Cualquier proyecto empresarial lleva asociado un riesgo, el riesgo al fracaso, que se acrecienta en un mercado como el actual, extremadamente competitivo, que evoluciona a un ritmo vertiginoso y en el que los ciclos de maduración del producto son cada vez más cortos, lo que obliga a las compañías a mantenerse a la vanguardia en innovación y nuevas tecnologías aplicadas.

Es fácil comprender que este escenario llevado al terreno del emprendimiento agudiza el miedo al fracaso y supone una de las principales barreras de iniciativa emprendedora. Por esta razón en estos últimos años se está trabajando insistentemente en concienciar a la sociedad sobre la importancia relativa del fracaso haciendo hincapié en su vertiente positiva, que la tiene.

Esta labor está siendo crucial en países como España, donde siempre ha existido una importante estigmatización social, además de la económica, del fracaso en todas sus vertientes, a diferencia de, por ejemplo, Silicon Valley, donde mantras como “Fracasa rápido, fracasa con frecuencia” son los más repetidos por los inversores, que valoran positivamente la experiencia adquirida.

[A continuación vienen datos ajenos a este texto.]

//! Error taxonomy surfaced by the extraction client.
//!
//! Validation failures are local to the call that raised them. Transport and
//! HTTP failures are retried per policy and then surfaced wrapped in
//! [`ExtractError::Failed`], with the exception of [`ExtractError::Timeout`]
//! which is surfaced unchanged so callers can react to it directly.

use std::time::Duration;

use thiserror::Error;

use crate::modules::events::HandlerError;

/// Result alias used across the client.
pub type ExtractResult<T> = Result<T, ExtractError>;

/// High-level error surfaced by the extraction client.
#[derive(Debug, Error)]
pub enum ExtractError {
	#[error("invalid configuration: {0}")]
	InvalidConfiguration(String),
	#[error("invalid input: {0}")]
	InvalidInput(String),
	#[error("unauthorized: {message}")]
	Unauthorized { message: String },
	#[error("rate limit exceeded: {message}")]
	RateLimitExceeded { message: String },
	#[error("bad request: {message}")]
	BadRequest { message: String },
	#[error("server error (status {status}): {message}")]
	Server { status: u16, message: String },
	#[error("no data: {message}")]
	NoData { message: String },
	#[error("attempt deadline of {limit:?} exceeded")]
	Timeout { limit: Duration },
	#[error("extraction cancelled by caller")]
	Cancelled,
	#[error("network error: {0}")]
	Network(String),
	#[error(transparent)]
	Handler(#[from] HandlerError),
	#[error("failed to extract data: {source}")]
	Failed {
		#[source]
		source: Box<ExtractError>,
	},
}

impl ExtractError {
	/// The underlying failure, seen through the terminal wrapper.
	pub fn root_cause(&self) -> &ExtractError {
		match self {
			ExtractError::Failed { source } => source.root_cause(),
			other => other,
		}
	}

	/// True when the failure is a deadline expiry, wrapped or not.
	pub fn is_timeout(&self) -> bool {
		matches!(self.root_cause(), ExtractError::Timeout { .. })
	}

	/// True when the failure is a rate limit rejection, wrapped or not.
	pub fn is_rate_limited(&self) -> bool {
		matches!(self.root_cause(), ExtractError::RateLimitExceeded { .. })
	}

	/// True when the failure was an external cancellation, wrapped or not.
	pub fn is_cancelled(&self) -> bool {
		matches!(self.root_cause(), ExtractError::Cancelled)
	}
}
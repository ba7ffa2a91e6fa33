//! # webextract-rs
//!
//! Async client for structured web data extraction services: describe the
//! attributes you want from a page and the remote service returns them as
//! records.
//!
//! The client turns that single logical call into a resilient network
//! operation. Outbound attempts are spaced through a shared gate, bounded by
//! a cancellable per-attempt deadline, retried with exponential backoff on
//! rate limiting and transient failures, and narrated through a structured
//! lifecycle-event stream so callers can observe progress without polling.
//!
//! ## Example
//!
//! ```no_run
//! use webextract_rs::{ExtractionRequest, WebExtractor};
//!
//! #[tokio::main]
//! async fn main() -> Result<(), Box<dyn std::error::Error>> {
//!     let extractor = WebExtractor::new(std::env::var("WEBEXTRACT_API_KEY")?)?;
//!     let records = extractor
//!         .extract(
//!             ExtractionRequest::new("https://example.com/pricing")
//!                 .attribute("plan", "name of the subscription plan")
//!                 .attribute("price", "monthly price of the plan"),
//!         )
//!         .await?;
//!     println!("extracted {} records", records.len());
//!     Ok(())
//! }
//! ```

mod extractor;

pub mod error;
pub mod modules;
pub mod types;

mod validation;

pub use crate::error::{ExtractError, ExtractResult};

pub use crate::extractor::{
    DEFAULT_BASE_URL,
    WebExtractor,
    WebExtractorBuilder,
    WebExtractorConfig,
};

pub use crate::modules::{
    DeliveryOptions,
    EventBus,
    EventEnvelope,
    EventHandler,
    EventType,
    HandlerError,
    HandlerResult,
    LoggingHandler,
    RateLimiter,
    RetryPolicy,
};

pub use crate::types::{
    Attribute,
    Cookie,
    ExtractResponse,
    ExtractionRequest,
    NormalizedRequestBody,
    Record,
    SameSite,
};

// Cancellation tokens are part of the request surface; re-exported so callers
// do not need a direct tokio-util dependency.
pub use tokio_util::sync::CancellationToken;

/// Library version
pub const VERSION: &str = env!("CARGO_PKG_VERSION");
//! Resilience building blocks
//!
//! The leaf components the orchestrator drives: request spacing, deadline
//! enforcement, retry control, and the lifecycle event bus.

pub mod deadline;
pub mod events;
pub mod rate_limit;
pub mod retry;

// Re-export commonly used types
pub use deadline::run_with_deadline;
pub use events::{
    DeliveryOptions, EventBus, EventEnvelope, EventHandler, EventType, HandlerError,
    HandlerResult, LoggingHandler,
};
pub use rate_limit::{MIN_REQUEST_INTERVAL, RateLimiter};
pub use retry::RetryPolicy;
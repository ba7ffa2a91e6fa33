//! Minimum inter-request spacing shared by every attempt of a client.
//!
//! All concurrent extractions on one client instance interleave through this
//! single gate; the spacing invariant holds per instance, not per logical
//! request.

use std::cmp;
use std::sync::Mutex;
use std::time::Duration;

use tokio::time::{Instant, sleep_until};

/// Fixed spacing between successive outbound attempts.
pub const MIN_REQUEST_INTERVAL: Duration = Duration::from_millis(100);

/// Serializes attempt release times across concurrent callers.
///
/// `acquire` reserves the next release slot inside the critical section and
/// sleeps outside of it, so the lock is only ever held for the
/// read-modify-write of the timestamp, never across the wait.
#[derive(Debug)]
pub struct RateLimiter {
    min_interval: Duration,
    last_release: Mutex<Option<Instant>>,
}

impl RateLimiter {
    pub fn new() -> Self {
        Self::with_interval(MIN_REQUEST_INTERVAL)
    }

    pub fn with_interval(min_interval: Duration) -> Self {
        Self {
            min_interval,
            last_release: Mutex::new(None),
        }
    }

    /// Block the calling operation until the spacing has elapsed since the
    /// previous release, then record the new release instant. Never fails.
    pub async fn acquire(&self) {
        let release_at = {
            let mut last = self.last_release.lock().expect("rate limiter lock poisoned");
            let now = Instant::now();
            let release_at = match *last {
                Some(previous) => cmp::max(now, previous + self.min_interval),
                None => now,
            };
            *last = Some(release_at);
            release_at
        };

        if release_at > Instant::now() {
            sleep_until(release_at).await;
        }
    }
}

impl Default for RateLimiter {
    fn default() -> Self {
        Self::new()
    }
}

Pero esto solo puede ser admisible para el caso de proyectos empresariales bien planteados y para emprendedores capaces. Cometeríamos un grave error si del miedo pasásemos a la banalización e, incluso, a la consideración de un número elevado de fracasos como un objetivo positivo a conseguir. Y esto, en determinados ámbitos, ya está ocurriendo.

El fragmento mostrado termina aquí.